Artist Statement
Tuesday, July 5, 2016
Feature Artist: Robert Poormon
The
things I make and color are inspired by the meandering geometries and
controlled irregularities of nature. Nature is curved, textured, irregular; not
squared, radiused or planar. In her own way, then, nature shows the meandering
perfection of her forever-ness. Messy order. Precise approximate-ness. So
nature is not revealed in readily-apprehended lines so typical of usual human
design, but in the woven interplay, the layered functionality, the dynamic
complexity of her ongoing intentionalily. This layered richness is what I seek
somehow to iterate.
In these constructions, my
labored depictions, I do not much try to conceal my hand. Textures and colors
are made to be seen. “Perfection” is unlikely. Nature is rarely shiny.

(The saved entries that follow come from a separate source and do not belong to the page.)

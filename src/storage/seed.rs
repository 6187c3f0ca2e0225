//! Sample catalog written to an empty database on first start.

pub struct SeedActivity {
    pub name: &'static str,
    pub description: &'static str,
    pub schedule: &'static str,
    pub max_participants: i32,
    /// (email, display name) of the students already registered
    pub participants: [(&'static str, &'static str); 2],
}

pub const SEED_ACTIVITIES: [SeedActivity; 9] = [
    SeedActivity {
        name: "Chess Club",
        description: "Learn strategies and compete in chess tournaments",
        schedule: "Fridays, 3:30 PM - 5:00 PM",
        max_participants: 12,
        participants: [
            ("michael@mergington.edu", "Michael"),
            ("daniel@mergington.edu", "Daniel"),
        ],
    },
    SeedActivity {
        name: "Programming Class",
        description: "Learn programming fundamentals and build software projects",
        schedule: "Tuesdays and Thursdays, 3:30 PM - 4:30 PM",
        max_participants: 20,
        participants: [
            ("emma@mergington.edu", "Emma"),
            ("sophia@mergington.edu", "Sophia"),
        ],
    },
    SeedActivity {
        name: "Gym Class",
        description: "Physical education and sports activities",
        schedule: "Mondays, Wednesdays, Fridays, 2:00 PM - 3:00 PM",
        max_participants: 30,
        participants: [
            ("john@mergington.edu", "John"),
            ("olivia@mergington.edu", "Olivia"),
        ],
    },
    SeedActivity {
        name: "Soccer Team",
        description: "Join the school soccer team and compete in matches",
        schedule: "Tuesdays and Thursdays, 4:00 PM - 5:30 PM",
        max_participants: 22,
        participants: [
            ("liam@mergington.edu", "Liam"),
            ("noah@mergington.edu", "Noah"),
        ],
    },
    SeedActivity {
        name: "Basketball Team",
        description: "Practice and play basketball with the school team",
        schedule: "Wednesdays and Fridays, 3:30 PM - 5:00 PM",
        max_participants: 15,
        participants: [
            ("ava@mergington.edu", "Ava"),
            ("mia@mergington.edu", "Mia"),
        ],
    },
    SeedActivity {
        name: "Art Club",
        description: "Explore your creativity through painting and drawing",
        schedule: "Thursdays, 3:30 PM - 5:00 PM",
        max_participants: 15,
        participants: [
            ("amelia@mergington.edu", "Amelia"),
            ("harper@mergington.edu", "Harper"),
        ],
    },
    SeedActivity {
        name: "Drama Club",
        description: "Act, direct, and produce plays and performances",
        schedule: "Mondays and Wednesdays, 4:00 PM - 5:30 PM",
        max_participants: 20,
        participants: [
            ("ella@mergington.edu", "Ella"),
            ("scarlett@mergington.edu", "Scarlett"),
        ],
    },
    SeedActivity {
        name: "Math Club",
        description: "Solve challenging problems and participate in math competitions",
        schedule: "Tuesdays, 3:30 PM - 4:30 PM",
        max_participants: 10,
        participants: [
            ("james@mergington.edu", "James"),
            ("benjamin@mergington.edu", "Benjamin"),
        ],
    },
    SeedActivity {
        name: "Debate Team",
        description: "Develop public speaking and argumentation skills",
        schedule: "Fridays, 4:00 PM - 5:30 PM",
        max_participants: 12,
        participants: [
            ("charlotte@mergington.edu", "Charlotte"),
            ("henry@mergington.edu", "Henry"),
        ],
    },
];
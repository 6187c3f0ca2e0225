//! Storage Trait
//!
//! This module defines the `ActivityStore` trait, the interface between the web
//! layer and a persistence backend.
//!
//! Implementors of this trait are responsible for:
//! - Listing activities together with the emails of their participants
//! - Registering a student for an activity, enforcing capacity and uniqueness
//! - Removing a registration
//!
//! Every method runs as one unit of work: either all of its writes land or none do.

use crate::error_handling::types::{RegistrationError, StorageError};
use crate::storage::types::ActivityCatalog;
use async_trait::async_trait;

#[async_trait]
pub trait ActivityStore: Send + Sync {
    /// Returns every activity with its participant emails.
    async fn list_activities(&self) -> Result<ActivityCatalog, StorageError>;

    /// Registers `email` for the activity called `activity_name`.
    ///
    /// The user is created on the fly when no user with this email exists yet.
    async fn signup(&self, activity_name: &str, email: &str) -> Result<(), RegistrationError>;

    /// Removes the registration of `email` from `activity_name`.
    async fn unregister(&self, activity_name: &str, email: &str) -> Result<(), RegistrationError>;
}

Variations in surface and reflectance are part of what is sought: a
transcription of nature's rules of precise approximate-ness. Perfect
imperfection. Textural expressionism.
We are inundated with images.
Some have even accused the image of usurping the power of the word, and I think
for many of us it has. Images, photographs, illustrations, pictures. But a
picture of a tree is not a tree or the experience of being near a tree. We are
analog beings after all, for some time yet. “A picture is worth a thousand
words”, it's been said. I want to create work that might be worth at least a
couple of pictures.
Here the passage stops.